## TASK PROMPT
Every word of the data must be reproduced in your reply exactly.

## PROVIDED RECORDS

*** Begin section ***

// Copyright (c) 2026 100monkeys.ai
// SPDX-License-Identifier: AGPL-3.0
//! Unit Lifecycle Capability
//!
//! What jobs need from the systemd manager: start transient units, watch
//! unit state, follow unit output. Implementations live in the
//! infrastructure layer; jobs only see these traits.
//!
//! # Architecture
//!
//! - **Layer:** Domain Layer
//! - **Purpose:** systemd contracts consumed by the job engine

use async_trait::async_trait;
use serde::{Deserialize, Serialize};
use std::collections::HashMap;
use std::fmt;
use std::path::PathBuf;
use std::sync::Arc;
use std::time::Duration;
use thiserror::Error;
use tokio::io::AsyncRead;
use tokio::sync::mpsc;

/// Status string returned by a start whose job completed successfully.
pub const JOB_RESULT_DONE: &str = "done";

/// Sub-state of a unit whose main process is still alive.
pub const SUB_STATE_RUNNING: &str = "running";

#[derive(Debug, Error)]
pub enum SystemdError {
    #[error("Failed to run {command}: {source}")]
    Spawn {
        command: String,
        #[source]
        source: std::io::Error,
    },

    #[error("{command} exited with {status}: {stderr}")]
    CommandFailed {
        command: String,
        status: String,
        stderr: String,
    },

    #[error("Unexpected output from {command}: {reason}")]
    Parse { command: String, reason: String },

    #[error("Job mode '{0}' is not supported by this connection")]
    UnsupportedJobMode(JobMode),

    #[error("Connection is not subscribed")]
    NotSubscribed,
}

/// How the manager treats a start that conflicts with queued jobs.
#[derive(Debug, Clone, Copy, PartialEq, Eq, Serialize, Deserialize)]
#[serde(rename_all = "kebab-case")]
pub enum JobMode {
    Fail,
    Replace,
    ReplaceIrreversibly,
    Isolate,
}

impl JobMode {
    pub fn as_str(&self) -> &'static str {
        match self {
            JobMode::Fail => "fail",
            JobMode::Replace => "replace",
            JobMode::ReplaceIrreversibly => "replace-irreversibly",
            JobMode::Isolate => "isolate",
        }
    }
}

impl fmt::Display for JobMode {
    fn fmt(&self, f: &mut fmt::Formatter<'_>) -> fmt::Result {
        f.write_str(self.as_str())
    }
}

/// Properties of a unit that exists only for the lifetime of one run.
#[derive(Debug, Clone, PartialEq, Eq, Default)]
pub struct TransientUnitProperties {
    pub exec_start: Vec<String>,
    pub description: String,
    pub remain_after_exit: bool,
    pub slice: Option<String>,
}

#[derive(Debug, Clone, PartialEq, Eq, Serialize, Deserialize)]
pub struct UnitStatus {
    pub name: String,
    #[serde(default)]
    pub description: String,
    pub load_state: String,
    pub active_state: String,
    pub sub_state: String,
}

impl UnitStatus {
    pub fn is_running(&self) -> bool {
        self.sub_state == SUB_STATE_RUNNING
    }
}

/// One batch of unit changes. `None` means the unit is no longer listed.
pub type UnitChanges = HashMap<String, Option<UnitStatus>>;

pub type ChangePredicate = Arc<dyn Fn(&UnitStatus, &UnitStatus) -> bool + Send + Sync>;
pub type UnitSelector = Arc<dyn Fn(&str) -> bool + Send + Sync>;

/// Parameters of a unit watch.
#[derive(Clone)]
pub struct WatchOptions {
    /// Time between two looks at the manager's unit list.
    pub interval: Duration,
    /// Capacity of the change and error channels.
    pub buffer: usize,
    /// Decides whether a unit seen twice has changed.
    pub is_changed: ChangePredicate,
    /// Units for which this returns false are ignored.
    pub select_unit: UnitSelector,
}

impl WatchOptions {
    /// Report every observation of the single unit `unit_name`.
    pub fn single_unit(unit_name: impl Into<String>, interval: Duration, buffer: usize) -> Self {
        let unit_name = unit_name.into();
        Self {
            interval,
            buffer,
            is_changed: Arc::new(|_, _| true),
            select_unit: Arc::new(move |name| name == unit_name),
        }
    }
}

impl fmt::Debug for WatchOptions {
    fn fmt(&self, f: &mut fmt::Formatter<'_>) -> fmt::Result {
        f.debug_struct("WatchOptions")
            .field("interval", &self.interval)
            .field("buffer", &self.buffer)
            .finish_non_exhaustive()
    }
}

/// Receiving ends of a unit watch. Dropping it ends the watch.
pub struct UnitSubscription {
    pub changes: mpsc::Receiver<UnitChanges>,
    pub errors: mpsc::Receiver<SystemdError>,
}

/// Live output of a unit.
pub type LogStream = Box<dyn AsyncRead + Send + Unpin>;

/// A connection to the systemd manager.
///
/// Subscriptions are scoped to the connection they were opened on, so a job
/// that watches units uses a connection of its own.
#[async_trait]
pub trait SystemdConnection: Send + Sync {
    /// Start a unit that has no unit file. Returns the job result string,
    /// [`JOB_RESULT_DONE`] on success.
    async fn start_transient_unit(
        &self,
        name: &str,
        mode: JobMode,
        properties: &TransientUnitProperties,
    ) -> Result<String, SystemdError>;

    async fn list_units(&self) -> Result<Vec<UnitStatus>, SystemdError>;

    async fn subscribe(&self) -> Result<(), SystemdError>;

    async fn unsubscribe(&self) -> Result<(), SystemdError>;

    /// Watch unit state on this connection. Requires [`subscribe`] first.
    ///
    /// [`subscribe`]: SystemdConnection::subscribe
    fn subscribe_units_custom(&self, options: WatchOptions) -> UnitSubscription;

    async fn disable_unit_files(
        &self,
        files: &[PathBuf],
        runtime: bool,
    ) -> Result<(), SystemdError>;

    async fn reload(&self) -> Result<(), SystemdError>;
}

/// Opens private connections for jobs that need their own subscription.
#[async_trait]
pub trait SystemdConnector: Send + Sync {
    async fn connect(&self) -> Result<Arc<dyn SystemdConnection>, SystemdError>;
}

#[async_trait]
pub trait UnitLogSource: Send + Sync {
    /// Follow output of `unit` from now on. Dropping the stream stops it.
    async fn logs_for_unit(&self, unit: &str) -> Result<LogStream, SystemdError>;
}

*** End section ***

## WRITTEN RESPONSE
// Copyright (c) 2026 100monkeys.ai
// SPDX-License-Identifier: AGPL-3.0
//! Unit Lifecycle Capability
//!
//! What jobs need from the systemd manager: start transient units, watch
//! unit state, follow unit output. Implementations live in the
//! infrastructure layer; jobs only see these traits.
//!
//! # Architecture
//!
//! - **Layer:** Domain Layer
//! - **Purpose:** systemd contracts consumed by the job engine

use async_trait::async_trait;
use serde::{Deserialize, Serialize};
use std::collections::HashMap;
use std::fmt;
use std::path::PathBuf;
use std::sync::Arc;
use std::time::Duration;
use thiserror::Error;
use tokio::io::AsyncRead;
use tokio::sync::mpsc;

/// Status string returned by a start whose job completed successfully.
pub const JOB_RESULT_DONE: &str = "done";

/// Sub-state of a unit whose main process is still alive.
pub const SUB_STATE_RUNNING: &str = "running";

#[derive(Debug, Error)]
pub enum SystemdError {
    #[error("Failed to run {command}: {source}")]
    Spawn {
        command: String,
        #[source]
        source: std::io::Error,
    },

    #[error("{command} exited with {status}: {stderr}")]
    CommandFailed {
        command: String,
        status: String,
        stderr: String,
    },

    #[error("Unexpected output from {command}: {reason}")]
    Parse { command: String, reason: String },

    #[error("Job mode '{0}' is not supported by this connection")]
    UnsupportedJobMode(JobMode),

    #[error("Connection is not subscribed")]
    NotSubscribed,
}

/// How the manager treats a start that conflicts with queued jobs.
#[derive(Debug, Clone, Copy, PartialEq, Eq, Serialize, Deserialize)]
#[serde(rename_all = "kebab-case")]
pub enum JobMode {
    Fail,
    Replace,
    ReplaceIrreversibly,
    Isolate,
}

impl JobMode {
    pub fn as_str(&self) -> &'static str {
        match self {
            JobMode::Fail => "fail",
            JobMode::Replace => "replace",
            JobMode::ReplaceIrreversibly => "replace-irreversibly",
            JobMode::Isolate => "isolate",
        }
    }
}

impl fmt::Display for JobMode {
    fn fmt(&self, f: &mut fmt::Formatter<'_>) -> fmt::Result {
        f.write_str(self.as_str())
    }
}

/// Properties of a unit that exists only for the lifetime of one run.
#[derive(Debug, Clone, PartialEq, Eq, Default)]
pub struct TransientUnitProperties {
    pub exec_start: Vec<String>,
    pub description: String,
    pub remain_after_exit: bool,
    pub slice: Option<String>,
}

#[derive(Debug, Clone, PartialEq, Eq, Serialize, Deserialize)]
pub struct UnitStatus {
    pub name: String,
    #[serde(default)]
    pub description: String,
    pub load_state: String,
    pub active_state: String,
    pub sub_state: String,
}

impl UnitStatus {
    pub fn is_running(&self) -> bool {
        self.sub_state == SUB_STATE_RUNNING
    }
}

/// One batch of unit changes. `None` means the unit is no longer listed.
pub type UnitChanges = HashMap<String, Option<UnitStatus>>;

pub type ChangePredicate = Arc<dyn Fn(&UnitStatus, &UnitStatus) -> bool + Send + Sync>;
pub type UnitSelector = Arc<dyn Fn(&str) -> bool + Send + Sync>;

/// Parameters of a unit watch.
#[derive(Clone)]
pub struct WatchOptions {
    /// Time between two looks at the manager's unit list.
    pub interval: Duration,
    /// Capacity of the change and error channels.
    pub buffer: usize,
    /// Decides whether a unit seen twice has changed.
    pub is_changed: ChangePredicate,
    /// Units for which this returns false are ignored.
    pub select_unit: UnitSelector,
}

impl WatchOptions {
    /// Report every observation of the single unit `unit_name`.
    pub fn single_unit(unit_name: impl Into<String>, interval: Duration, buffer: usize) -> Self {
        let unit_name = unit_name.into();
        Self {
            interval,
            buffer,
            is_changed: Arc::new(|_, _| true),
            select_unit: Arc::new(move |name| name == unit_name),
        }
    }
}

impl fmt::Debug for WatchOptions {
    fn fmt(&self, f: &mut fmt::Formatter<'_>) -> fmt::Result {
        f.debug_struct("WatchOptions")
            .field("interval", &self.interval)
            .field("buffer", &self.buffer)
            .finish_non_exhaustive()
    }
}

/// Receiving ends of a unit watch. Dropping it ends the watch.
pub struct UnitSubscription {
    pub changes: mpsc::Receiver<UnitChanges>,
    pub errors: mpsc::Receiver<SystemdError>,
}

/// Live output of a unit.
pub type LogStream = Box<dyn AsyncRead + Send + Unpin>;

/// A connection to the systemd manager.
///
/// Subscriptions are scoped to the connection they were opened on, so a job
/// that watches units uses a connection of its own.
#[async_trait]
pub trait SystemdConnection: Send + Sync {
    /// Start a unit that has no unit file. Returns the job result string,
    /// [`JOB_RESULT_DONE`] on success.
    async fn start_transient_unit(
        &self,
        name: &str,
        mode: JobMode,
        properties: &TransientUnitProperties,
    ) -> Result<String, SystemdError>;

    async fn list_units(&self) -> Result<Vec<UnitStatus>, SystemdError>;

    async fn subscribe(&self) -> Result<(), SystemdError>;

    async fn unsubscribe(&self) -> Result<(), SystemdError>;

    /// Watch unit state on this connection. Requires [`subscribe`] first.
    ///
    /// [`subscribe`]: SystemdConnection::subscribe
    fn subscribe_units_custom(&self, options: WatchOptions) -> UnitSubscription;

    async fn disable_unit_files(
        &self,
        files: &[PathBuf],
        runtime: bool,
    ) -> Result<(), SystemdError>;

    async fn reload(&self) -> Result<(), SystemdError>;
}

/// Opens private connections for jobs that need their own subscription.
#[async_trait]
pub trait SystemdConnector: Send + Sync {
    async fn connect(&self) -> Result<Arc<dyn SystemdConnection>, SystemdError>;
}

#[async_trait]
pub trait UnitLogSource: Send + Sync {
    /// Follow output of `unit` from now on. Dropping the stream stops it.
    async fn logs_for_unit(&self, unit: &str) -> Result<LogStream, SystemdError>;
}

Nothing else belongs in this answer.